PROBLEM REQUIREMENTS
Repeat exactly the lines of the listing below, please, starting with the first and ending with the line containing "#[serde(default)]"; leave out the rest.

┌──

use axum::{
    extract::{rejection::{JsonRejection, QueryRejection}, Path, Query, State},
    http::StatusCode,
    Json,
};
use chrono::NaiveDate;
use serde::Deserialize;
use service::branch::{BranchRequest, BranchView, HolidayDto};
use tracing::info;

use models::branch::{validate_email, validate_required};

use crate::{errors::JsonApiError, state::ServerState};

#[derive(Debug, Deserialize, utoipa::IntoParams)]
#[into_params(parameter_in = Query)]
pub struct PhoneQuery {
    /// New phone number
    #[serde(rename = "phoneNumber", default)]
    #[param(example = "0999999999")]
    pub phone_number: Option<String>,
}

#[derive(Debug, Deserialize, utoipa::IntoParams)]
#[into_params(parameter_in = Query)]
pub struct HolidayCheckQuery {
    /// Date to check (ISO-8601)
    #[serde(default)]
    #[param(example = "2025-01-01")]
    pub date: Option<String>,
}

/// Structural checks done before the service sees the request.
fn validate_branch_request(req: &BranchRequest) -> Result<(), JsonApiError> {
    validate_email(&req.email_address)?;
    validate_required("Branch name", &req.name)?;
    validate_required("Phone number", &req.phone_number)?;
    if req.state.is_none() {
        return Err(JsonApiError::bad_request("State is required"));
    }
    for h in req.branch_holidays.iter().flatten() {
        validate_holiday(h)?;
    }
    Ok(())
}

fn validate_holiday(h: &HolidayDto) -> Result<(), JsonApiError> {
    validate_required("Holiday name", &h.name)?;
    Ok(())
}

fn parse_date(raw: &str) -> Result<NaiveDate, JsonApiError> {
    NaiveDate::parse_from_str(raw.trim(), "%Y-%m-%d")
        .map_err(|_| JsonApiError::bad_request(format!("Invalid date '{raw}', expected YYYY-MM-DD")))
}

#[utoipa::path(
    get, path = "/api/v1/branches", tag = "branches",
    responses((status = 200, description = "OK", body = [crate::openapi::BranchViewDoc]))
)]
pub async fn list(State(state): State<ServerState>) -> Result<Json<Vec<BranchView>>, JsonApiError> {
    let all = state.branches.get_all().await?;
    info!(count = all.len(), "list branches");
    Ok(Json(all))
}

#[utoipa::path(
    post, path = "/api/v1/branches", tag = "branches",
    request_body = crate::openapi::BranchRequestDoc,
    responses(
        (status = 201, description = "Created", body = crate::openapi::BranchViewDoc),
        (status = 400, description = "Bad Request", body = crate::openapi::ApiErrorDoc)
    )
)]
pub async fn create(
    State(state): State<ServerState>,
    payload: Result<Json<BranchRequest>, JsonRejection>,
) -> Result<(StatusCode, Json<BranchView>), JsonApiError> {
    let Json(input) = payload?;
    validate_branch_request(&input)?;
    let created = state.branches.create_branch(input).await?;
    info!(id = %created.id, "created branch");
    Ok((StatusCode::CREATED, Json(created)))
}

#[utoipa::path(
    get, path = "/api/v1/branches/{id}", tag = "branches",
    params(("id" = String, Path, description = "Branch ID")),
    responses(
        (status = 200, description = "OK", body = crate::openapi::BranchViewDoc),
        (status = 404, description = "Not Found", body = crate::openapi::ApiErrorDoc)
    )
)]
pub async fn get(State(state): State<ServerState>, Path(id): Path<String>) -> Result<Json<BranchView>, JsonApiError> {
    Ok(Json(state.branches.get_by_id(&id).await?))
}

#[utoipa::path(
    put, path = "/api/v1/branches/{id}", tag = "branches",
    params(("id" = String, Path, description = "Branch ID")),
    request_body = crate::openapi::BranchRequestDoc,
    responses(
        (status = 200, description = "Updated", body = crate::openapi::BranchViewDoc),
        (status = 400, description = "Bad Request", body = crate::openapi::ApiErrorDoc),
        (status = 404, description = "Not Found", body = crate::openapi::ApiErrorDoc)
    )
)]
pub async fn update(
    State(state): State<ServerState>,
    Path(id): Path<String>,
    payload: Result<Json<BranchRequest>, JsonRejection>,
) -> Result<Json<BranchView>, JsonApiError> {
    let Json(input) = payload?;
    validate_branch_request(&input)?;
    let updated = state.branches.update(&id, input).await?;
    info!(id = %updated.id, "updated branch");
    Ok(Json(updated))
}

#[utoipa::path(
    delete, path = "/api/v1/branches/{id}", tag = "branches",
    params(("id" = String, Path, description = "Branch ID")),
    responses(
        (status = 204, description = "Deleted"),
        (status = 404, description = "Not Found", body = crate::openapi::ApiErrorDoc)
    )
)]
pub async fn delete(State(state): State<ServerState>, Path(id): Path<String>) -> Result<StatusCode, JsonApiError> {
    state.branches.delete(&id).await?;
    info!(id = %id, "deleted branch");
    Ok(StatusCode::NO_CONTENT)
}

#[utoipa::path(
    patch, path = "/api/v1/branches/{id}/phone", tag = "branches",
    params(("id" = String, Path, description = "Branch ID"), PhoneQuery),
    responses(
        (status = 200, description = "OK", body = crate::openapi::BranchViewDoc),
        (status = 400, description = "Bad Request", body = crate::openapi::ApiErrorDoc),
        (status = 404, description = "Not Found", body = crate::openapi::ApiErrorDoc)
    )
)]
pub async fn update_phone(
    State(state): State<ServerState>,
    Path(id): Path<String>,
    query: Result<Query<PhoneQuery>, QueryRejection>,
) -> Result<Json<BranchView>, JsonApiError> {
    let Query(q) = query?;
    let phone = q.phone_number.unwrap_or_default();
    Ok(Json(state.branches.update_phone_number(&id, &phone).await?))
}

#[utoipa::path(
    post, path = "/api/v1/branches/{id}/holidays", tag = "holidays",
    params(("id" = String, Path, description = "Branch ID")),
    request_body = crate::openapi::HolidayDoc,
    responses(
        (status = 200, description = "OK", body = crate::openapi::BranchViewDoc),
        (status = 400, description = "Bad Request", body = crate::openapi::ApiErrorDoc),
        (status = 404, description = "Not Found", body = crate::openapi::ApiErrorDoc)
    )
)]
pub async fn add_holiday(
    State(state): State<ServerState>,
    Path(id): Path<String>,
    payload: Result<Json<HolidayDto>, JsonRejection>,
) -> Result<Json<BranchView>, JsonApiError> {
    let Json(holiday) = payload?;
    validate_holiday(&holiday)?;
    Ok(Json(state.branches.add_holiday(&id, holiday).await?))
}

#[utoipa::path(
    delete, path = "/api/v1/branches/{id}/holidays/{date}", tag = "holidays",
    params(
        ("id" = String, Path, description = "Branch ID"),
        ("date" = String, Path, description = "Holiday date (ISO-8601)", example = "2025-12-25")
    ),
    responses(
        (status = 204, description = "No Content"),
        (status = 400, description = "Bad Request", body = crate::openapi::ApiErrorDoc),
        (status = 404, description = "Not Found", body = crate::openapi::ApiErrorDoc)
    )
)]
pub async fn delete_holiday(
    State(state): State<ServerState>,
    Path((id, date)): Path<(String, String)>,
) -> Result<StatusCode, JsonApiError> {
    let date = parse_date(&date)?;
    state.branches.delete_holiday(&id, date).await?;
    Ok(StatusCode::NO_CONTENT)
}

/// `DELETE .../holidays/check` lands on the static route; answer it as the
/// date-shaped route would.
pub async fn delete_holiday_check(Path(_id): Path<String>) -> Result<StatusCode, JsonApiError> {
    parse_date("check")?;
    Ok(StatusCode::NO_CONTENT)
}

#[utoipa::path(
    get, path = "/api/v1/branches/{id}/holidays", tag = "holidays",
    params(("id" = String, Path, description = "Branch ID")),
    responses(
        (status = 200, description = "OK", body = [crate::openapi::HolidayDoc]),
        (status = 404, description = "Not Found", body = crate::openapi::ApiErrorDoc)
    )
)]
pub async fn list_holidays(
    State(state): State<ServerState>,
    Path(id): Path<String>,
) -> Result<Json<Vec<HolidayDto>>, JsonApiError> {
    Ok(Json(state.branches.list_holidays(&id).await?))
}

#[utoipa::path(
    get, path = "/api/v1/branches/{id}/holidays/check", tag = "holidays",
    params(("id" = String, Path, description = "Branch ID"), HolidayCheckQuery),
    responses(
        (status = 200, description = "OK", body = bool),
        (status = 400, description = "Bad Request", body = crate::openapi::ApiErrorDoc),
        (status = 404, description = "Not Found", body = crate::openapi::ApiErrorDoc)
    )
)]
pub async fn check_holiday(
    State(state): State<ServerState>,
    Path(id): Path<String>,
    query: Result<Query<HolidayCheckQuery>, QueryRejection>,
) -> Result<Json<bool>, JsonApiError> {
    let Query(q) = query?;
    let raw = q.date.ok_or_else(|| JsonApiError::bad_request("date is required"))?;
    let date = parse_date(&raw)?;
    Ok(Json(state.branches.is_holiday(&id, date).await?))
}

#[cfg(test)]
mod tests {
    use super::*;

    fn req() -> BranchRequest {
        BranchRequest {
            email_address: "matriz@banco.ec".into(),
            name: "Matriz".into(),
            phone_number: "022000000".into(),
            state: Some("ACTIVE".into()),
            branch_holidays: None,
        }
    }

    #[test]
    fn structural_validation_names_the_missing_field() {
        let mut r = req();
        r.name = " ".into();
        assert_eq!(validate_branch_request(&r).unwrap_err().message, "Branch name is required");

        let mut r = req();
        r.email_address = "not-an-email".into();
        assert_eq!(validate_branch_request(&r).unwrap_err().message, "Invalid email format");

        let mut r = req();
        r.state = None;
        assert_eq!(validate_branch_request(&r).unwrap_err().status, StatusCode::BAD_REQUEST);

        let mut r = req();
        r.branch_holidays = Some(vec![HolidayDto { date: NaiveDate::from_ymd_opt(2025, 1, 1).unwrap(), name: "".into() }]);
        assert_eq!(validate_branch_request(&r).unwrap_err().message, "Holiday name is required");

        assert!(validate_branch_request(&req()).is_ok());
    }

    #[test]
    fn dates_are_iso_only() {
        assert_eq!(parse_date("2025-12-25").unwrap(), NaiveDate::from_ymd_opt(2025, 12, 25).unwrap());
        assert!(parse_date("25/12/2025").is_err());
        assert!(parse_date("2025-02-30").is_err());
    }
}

└──

YOUR SOLUTION
use axum::{
    extract::{rejection::{JsonRejection, QueryRejection}, Path, Query, State},
    http::StatusCode,
    Json,
};
use chrono::NaiveDate;
use serde::Deserialize;
use service::branch::{BranchRequest, BranchView, HolidayDto};
use tracing::info;

use models::branch::{validate_email, validate_required};

use crate::{errors::JsonApiError, state::ServerState};

#[derive(Debug, Deserialize, utoipa::IntoParams)]
#[into_params(parameter_in = Query)]
pub struct PhoneQuery {
    /// New phone number
    #[serde(rename = "phoneNumber", default)]
    #[param(example = "0999999999")]
    pub phone_number: Option<String>,
}

#[derive(Debug, Deserialize, utoipa::IntoParams)]
#[into_params(parameter_in = Query)]
pub struct HolidayCheckQuery {
    /// Date to check (ISO-8601)
    #[serde(default)]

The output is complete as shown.